The Indianapolis was sunk while sailing alone somewhere in the vast stretch between Guam and the Philippines, and several expeditions to find the wreck had failed before Allen’s team began to search in 2017. “The official Navy position of where she sank turned out to be 40 miles off from where she actually went down,” says Adm. Cox. “To aid in the search, our historians worked to provide Vulcan with a search box, and they eventually found the wreck just outside that box.”
“By the time Paul’s group approached me, I had become jaded and almost blew them off,” said William Toti, a retired U.S. Navy captain and chair of the U.S.S. Indianapolis Legacy Organization. “I had heard claims like this so many times before, I no longer believed the ship was discoverable. So when I received that call in August 2017 from the Navy that the ship had actually been discovered and I was cleared to notify the survivors, I almost couldn’t believe what I was hearing.”
The heart of Vulcan’s efforts were two high-tech research vessels. The first, Octopus, did double duty as Allen’s personal yacht. In addition to remotely operated vehicles (ROVs) and a futuristic dive control center, it also came equipped with a music recording studio. Its successor, Petrel, included a ship-positioning system that allowed it to automatically “hover” over wrecks miles below on the ocean floor. “Petrel had capabilities the Navy does not have,” says Adm. Cox, who spent time aboard the ship in the South Pacific. “I had better internet connectivity on Petrel in the middle of the Coral Sea than I do at the desk in my office.”
Allen cited his father’s service in World War II as stoking his interest in warships. But he also had a lifelong fascination with the oceans. “Paul was fascinated by what happened to the seas, not just shipwrecks,” says Philip Wilcocks, a retired admiral in the Royal Navy who worked with Allen on recovering the bell from a British ship, HMS Hood. Allen was a scuba diver who sponsored a major collaborative project to map the world’s shallow coral reefs, and he shared Vulcan’s data with international efforts to map the world’s ocean floors.

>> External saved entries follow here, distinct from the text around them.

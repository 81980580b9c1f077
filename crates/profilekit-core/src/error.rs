//! Error and warning types shared by the scanners and operations.

use std::path::PathBuf;

use serde::{Deserialize, Serialize};
use thiserror::Error;

/// Errors that can occur while scanning the registry or the filesystem.
#[derive(Debug, Error)]
pub enum ScanError {
    /// Permission denied for a path or key.
    #[error("Permission denied: {path}")]
    PermissionDenied { path: PathBuf },

    /// Path or key not found.
    #[error("Path not found: {path}")]
    NotFound { path: PathBuf },

    /// Generic I/O error.
    #[error("I/O error at {path}: {source}")]
    Io {
        path: PathBuf,
        #[source]
        source: std::io::Error,
    },

    /// Registry API failure other than missing or denied.
    #[error("Registry error at {path}: {message}")]
    Registry { path: PathBuf, message: String },

    /// The registry is not available on this platform.
    #[error("Registry access is not supported on this platform: {path}")]
    Unsupported { path: PathBuf },
}

impl ScanError {
    /// Create an I/O error with path context.
    pub fn io(path: impl Into<PathBuf>, source: std::io::Error) -> Self {
        let path = path.into();
        match source.kind() {
            std::io::ErrorKind::PermissionDenied => Self::PermissionDenied { path },
            std::io::ErrorKind::NotFound => Self::NotFound { path },
            _ => Self::Io { path, source },
        }
    }

    /// Whether this error means "skip and continue" rather than "abort this root".
    pub fn is_skippable(&self) -> bool {
        matches!(
            self,
            Self::NotFound { .. } | Self::PermissionDenied { .. } | Self::Unsupported { .. }
        )
    }

    /// Convert this error into a non-fatal warning.
    pub fn to_warning(&self) -> ScanWarning {
        let (path, kind) = match self {
            Self::PermissionDenied { path } => (path, WarningKind::PermissionDenied),
            Self::NotFound { path } => (path, WarningKind::NotFound),
            Self::Unsupported { path } => (path, WarningKind::NotFound),
            Self::Io { path, .. } | Self::Registry { path, .. } => (path, WarningKind::ReadError),
        };
        ScanWarning::new(path, self.to_string(), kind)
    }
}

/// Fatal configuration errors that terminate a run.
#[derive(Debug, Error)]
pub enum ConfigError {
    /// The rule-set output folder could not be created.
    #[error("Cannot create output folder {path}: {source}")]
    OutputFolder {
        path: PathBuf,
        #[source]
        source: std::io::Error,
    },

    /// The rule-set output folder is still missing after creation.
    #[error("Output folder does not exist: {path}")]
    OutputFolderMissing { path: PathBuf },

    /// No documents folder could be determined for the current user.
    #[error("Cannot determine the user's documents folder")]
    NoDocumentsFolder,

    /// A cleanup target file could not be read.
    #[error("Cannot read target file {path}: {source}")]
    TargetRead {
        path: PathBuf,
        #[source]
        source: std::io::Error,
    },

    /// A cleanup target file is malformed.
    #[error("Cannot parse target file {path}: {message}")]
    TargetParse { path: PathBuf, message: String },

    /// A search term is empty after trimming.
    #[error("Search term must not be empty")]
    EmptySearchTerm,

    /// A search term has no characters usable in a file name.
    #[error("Search term {term:?} contains no characters valid in a file name")]
    InvalidFileName { term: String },
}

/// Kind of non-fatal warning.
#[derive(Debug, Clone, Copy, PartialEq, Eq, Serialize, Deserialize)]
pub enum WarningKind {
    /// A root folder, file or registry key does not exist.
    NotFound,
    /// Permission was denied.
    PermissionDenied,
    /// Error reading a directory or registry key.
    ReadError,
    /// Error reading metadata.
    MetadataError,
    /// A file could not be deleted.
    DeleteFailed,
}

/// Non-fatal warning encountered during a run.
#[derive(Debug, Clone, Serialize, Deserialize)]
pub struct ScanWarning {
    /// Path where the warning occurred.
    pub path: PathBuf,
    /// Human-readable message.
    pub message: String,
    /// Kind of warning.
    pub kind: WarningKind,
}

impl ScanWarning {
    /// Create a new warning.
    pub fn new(path: impl Into<PathBuf>, message: impl Into<String>, kind: WarningKind) -> Self {
        Self {
            path: path.into(),
            message: message.into(),
            kind,
        }
    }

    /// Create a not-found warning.
    pub fn not_found(path: impl Into<PathBuf>) -> Self {
        let path = path.into();
        Self {
            message: format!("Path not found: {}", path.display()),
            path,
            kind: WarningKind::NotFound,
        }
    }

    /// Create a read error warning.
    pub fn read_error(path: impl Into<PathBuf>, error: &dyn std::fmt::Display) -> Self {
        let path = path.into();
        Self {
            message: format!("Read error: {error}"),
            path,
            kind: WarningKind::ReadError,
        }
    }

    /// Create a failed deletion warning.
    pub fn delete_failed(path: impl Into<PathBuf>, error: &std::io::Error) -> Self {
        let path = path.into();
        Self {
            message: format!("Delete failed: {error}"),
            path,
            kind: WarningKind::DeleteFailed,
        }
    }
}

impl std::fmt::Display for ScanWarning {
    fn fmt(&self, f: &mut std::fmt::Formatter<'_>) -> std::fmt::Result {
        write!(f, "{}", self.message)
    }
}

Befitting a tech pioneer, Allen equipped the vessels with cutting-edge video and photographic technology. With each discovery Vulcan released images to the public, many of which can be seen on YouTube, showing debris fields, hulls flipped upside down and everyday items strewn. It is something akin to looking at the wreckage of the Twin Towers after 9/11, a powerful reminder that the sunken ships are war graves. One can visit Gettysburg, Waterloo or the D-Day beaches, but the surface of the ocean reveals nothing of old battles, since its victims were swallowed whole. The discovery of these sites can provide a sense of closure. “For the families of the lost, the [Indianapolis] discovery provided a point on the map they could point to and say, ‘This is where my father, uncle, brother, cousin lies,” said Capt. Toti. “This is hallowed ground for us.’”
—Mr. Wooley is a journalist and former officer in the British Royal Navy.